## EXERCISE MATERIAL
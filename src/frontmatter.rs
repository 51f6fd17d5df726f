//! Front-matter extraction.
//!
//! Recognizes a `---` delimited block anchored at the very start of the
//! document and parses its lines into ordered key/value pairs. This is a
//! deliberate subset of YAML: `key: value`, `key:` followed by `- item`
//! continuation lines, and inline `[a, b, c]` lists. Anything else is
//! silently ignored. Extraction is fail-soft — malformed input degrades to
//! "no front matter" and the body is rendered in full.

use crate::error::Diagnostic;
use crate::types::{FieldValue, FrontMatter};

/// Split a leading front matter block off `source`.
///
/// Returns the parsed block (if present) and the body with the block removed
/// and trimmed. `source` is expected to be CRLF-normalized by the caller.
pub fn extract(source: &str, diagnostics: &mut Vec<Diagnostic>) -> (Option<FrontMatter>, String) {
    let lines: Vec<&str> = source.split('\n').collect();

    if lines.first().copied() != Some("---") {
        return (None, source.trim().to_string());
    }

    // Find the closing `---`.
    let mut end_idx = None;
    for (i, line) in lines.iter().enumerate().skip(1) {
        if *line == "---" {
            end_idx = Some(i);
            break;
        }
    }

    let end_idx = match end_idx {
        Some(i) => i,
        None => {
            diagnostics.push(Diagnostic::warning(
                "front matter opened with `---` but never closed",
                "W001",
            ));
            return (None, source.trim().to_string());
        }
    };

    let fields = parse_fields(&lines[1..end_idx]);
    let raw_block: String = lines[..=end_idx].join("\n");
    let body = source[raw_block.len()..].trim().to_string();

    let front_matter = FrontMatter { fields, raw_block };
    tracing::debug!(fields = front_matter.fields.len(), "front matter extracted");
    (Some(front_matter), body)
}

/// Parse the lines between the delimiters into ordered fields.
fn parse_fields(lines: &[&str]) -> Vec<(String, FieldValue)> {
    let mut fields: Vec<(String, FieldValue)> = Vec::new();
    let mut current_key: Option<String> = None;

    for line in lines {
        if let Some(item) = continuation_item(line) {
            if let Some(key) = &current_key {
                push_list_item(&mut fields, key, item);
            }
            continue;
        }

        if let Some((key, value)) = key_value(line) {
            let parsed = if value.starts_with('[') {
                FieldValue::List(split_inline_list(value))
            } else if !value.is_empty() {
                FieldValue::Scalar(strip_quotes(value).to_string())
            } else {
                // Empty value anticipates `- item` continuation lines.
                FieldValue::List(Vec::new())
            };
            upsert(&mut fields, key, parsed);
            current_key = Some(key.to_string());
        }
        // Lines matching neither pattern are ignored.
    }

    fields
}

/// Match a `- item` continuation line (leading whitespace allowed) and
/// return the item with surrounding quotes stripped.
fn continuation_item<'a>(line: &'a str) -> Option<&'a str> {
    let rest = line.trim_start().strip_prefix("- ")?;
    Some(strip_quotes(rest))
}

/// Match a `key: value` line at column 0. Keys are alphanumeric plus
/// hyphen/underscore; the value is the remainder with leading space trimmed.
fn key_value<'a>(line: &'a str) -> Option<(&'a str, &'a str)> {
    let colon = line.find(':')?;
    let key = &line[..colon];
    if key.is_empty()
        || !key
            .chars()
            .all(|c| c.is_ascii_alphanumeric() || c == '-' || c == '_')
    {
        return None;
    }
    Some((key, line[colon + 1..].trim_start()))
}

/// Split an inline `[a, "b", c]` list: brackets and quotes dropped wholesale,
/// items comma-split, trimmed, empties removed. Commas inside quoted items
/// are not handled; the consumed syntax does not use them.
fn split_inline_list(value: &str) -> Vec<String> {
    let cleaned: String = value
        .chars()
        .filter(|&c| c != '[' && c != ']' && c != '"')
        .collect();
    cleaned
        .split(',')
        .map(str::trim)
        .filter(|s| !s.is_empty())
        .map(str::to_string)
        .collect()
}

/// Strip one leading and one trailing `"`, independently.
fn strip_quotes(value: &str) -> &str {
    let value = value.strip_prefix('"').unwrap_or(value);
    value.strip_suffix('"').unwrap_or(value)
}

/// Set `key` to `value`, overwriting in place if the key already exists.
fn upsert(fields: &mut Vec<(String, FieldValue)>, key: &str, value: FieldValue) {
    match fields.iter_mut().find(|(k, _)| k == key) {
        Some((_, v)) => *v = value,
        None => fields.push((key.to_string(), value)),
    }
}

/// Append an item to `key`'s list. A prior scalar is promoted to a list
/// keeping the scalar as the first element.
fn push_list_item(fields: &mut Vec<(String, FieldValue)>, key: &str, item: &str) {
    match fields.iter_mut().find(|(k, _)| k == key) {
        Some((_, FieldValue::List(items))) => items.push(item.to_string()),
        Some((_, value)) => {
            if let FieldValue::Scalar(prev) = value {
                let promoted = FieldValue::List(vec![prev.clone(), item.to_string()]);
                *value = promoted;
            }
        }
        None => {
            fields.push((key.to_string(), FieldValue::List(vec![item.to_string()])));
        }
    }
}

## WORK ITEM
The whole of the material above needs to be copied exactly.

## EXPECTED ANSWER
filename src/frontmatter.rs
repository 51f6fd17d5df726f
//! Front-matter extraction.
//!
//! Recognizes a `---` delimited block anchored at the very start of the
//! document and parses its lines into ordered key/value pairs. This is a
//! deliberate subset of YAML: `key: value`, `key:` followed by `- item`
//! continuation lines, and inline `[a, b, c]` lists. Anything else is
//! silently ignored. Extraction is fail-soft — malformed input degrades to
//! "no front matter" and the body is rendered in full.

use crate::error::Diagnostic;
use crate::types::{FieldValue, FrontMatter};

/// Split a leading front matter block off `source`.
///
/// Returns the parsed block (if present) and the body with the block removed
/// and trimmed. `source` is expected to be CRLF-normalized by the caller.
pub fn extract(source: &str, diagnostics: &mut Vec<Diagnostic>) -> (Option<FrontMatter>, String) {
    let lines: Vec<&str> = source.split('\n').collect();

    if lines.first().copied() != Some("---") {
        return (None, source.trim().to_string());
    }

    // Find the closing `---`.
    let mut end_idx = None;
    for (i, line) in lines.iter().enumerate().skip(1) {
        if *line == "---" {
            end_idx = Some(i);
            break;
        }
    }

    let end_idx = match end_idx {
        Some(i) => i,
        None => {
            diagnostics.push(Diagnostic::warning(
                "front matter opened with `---` but never closed",
                "W001",
            ));
            return (None, source.trim().to_string());
        }
    };

    let fields = parse_fields(&lines[1..end_idx]);
    let raw_block: String = lines[..=end_idx].join("\n");
    let body = source[raw_block.len()..].trim().to_string();

    let front_matter = FrontMatter { fields, raw_block };
    tracing::debug!(fields = front_matter.fields.len(), "front matter extracted");
    (Some(front_matter), body)
}

/// Parse the lines between the delimiters into ordered fields.
fn parse_fields(lines: &[&str]) -> Vec<(String, FieldValue)> {
    let mut fields: Vec<(String, FieldValue)> = Vec::new();
    let mut current_key: Option<String> = None;

    for line in lines {
        if let Some(item) = continuation_item(line) {
            if let Some(key) = &current_key {
                push_list_item(&mut fields, key, item);
            }
            continue;
        }

        if let Some((key, value)) = key_value(line) {
            let parsed = if value.starts_with('[') {
                FieldValue::List(split_inline_list(value))
            } else if !value.is_empty() {
                FieldValue::Scalar(strip_quotes(value).to_string())
            } else {
                // Empty value anticipates `- item` continuation lines.
                FieldValue::List(Vec::new())
            };
            upsert(&mut fields, key, parsed);
            current_key = Some(key.to_string());
        }
        // Lines matching neither pattern are ignored.
    }

    fields
}

/// Match a `- item` continuation line (leading whitespace allowed) and
/// return the item with surrounding quotes stripped.
fn continuation_item<'a>(line: &'a str) -> Option<&'a str> {
    let rest = line.trim_start().strip_prefix("- ")?;
    Some(strip_quotes(rest))
}

/// Match a `key: value` line at column 0. Keys are alphanumeric plus
/// hyphen/underscore; the value is the remainder with leading space trimmed.
fn key_value<'a>(line: &'a str) -> Option<(&'a str, &'a str)> {
    let colon = line.find(':')?;
    let key = &line[..colon];
    if key.is_empty()
        || !key
            .chars()
            .all(|c| c.is_ascii_alphanumeric() || c == '-' || c == '_')
    {
        return None;
    }
    Some((key, line[colon + 1..].trim_start()))
}

/// Split an inline `[a, "b", c]` list: brackets and quotes dropped wholesale,
/// items comma-split, trimmed, empties removed. Commas inside quoted items
/// are not handled; the consumed syntax does not use them.
fn split_inline_list(value: &str) -> Vec<String> {
    let cleaned: String = value
        .chars()
        .filter(|&c| c != '[' && c != ']' && c != '"')
        .collect();
    cleaned
        .split(',')
        .map(str::trim)
        .filter(|s| !s.is_empty())
        .map(str::to_string)
        .collect()
}

/// Strip one leading and one trailing `"`, independently.
fn strip_quotes(value: &str) -> &str {
    let value = value.strip_prefix('"').unwrap_or(value);
    value.strip_suffix('"').unwrap_or(value)
}

/// Set `key` to `value`, overwriting in place if the key already exists.
fn upsert(fields: &mut Vec<(String, FieldValue)>, key: &str, value: FieldValue) {
    match fields.iter_mut().find(|(k, _)| k == key) {
        Some((_, v)) => *v = value,
        None => fields.push((key.to_string(), value)),
    }
}

/// Append an item to `key`'s list. A prior scalar is promoted to a list
/// keeping the scalar as the first element.
fn push_list_item(fields: &mut Vec<(String, FieldValue)>, key: &str, item: &str) {
    match fields.iter_mut().find(|(k, _)| k == key) {
        Some((_, FieldValue::List(items))) => items.push(item.to_string()),
        Some((_, value)) => {
            if let FieldValue::Scalar(prev) = value {
                let promoted = FieldValue::List(vec![prev.clone(), item.to_string()]);
                *value = promoted;
            }
        }
        None => {
            fields.push((key.to_string(), FieldValue::List(vec![item.to_string()])));
        }
    }
}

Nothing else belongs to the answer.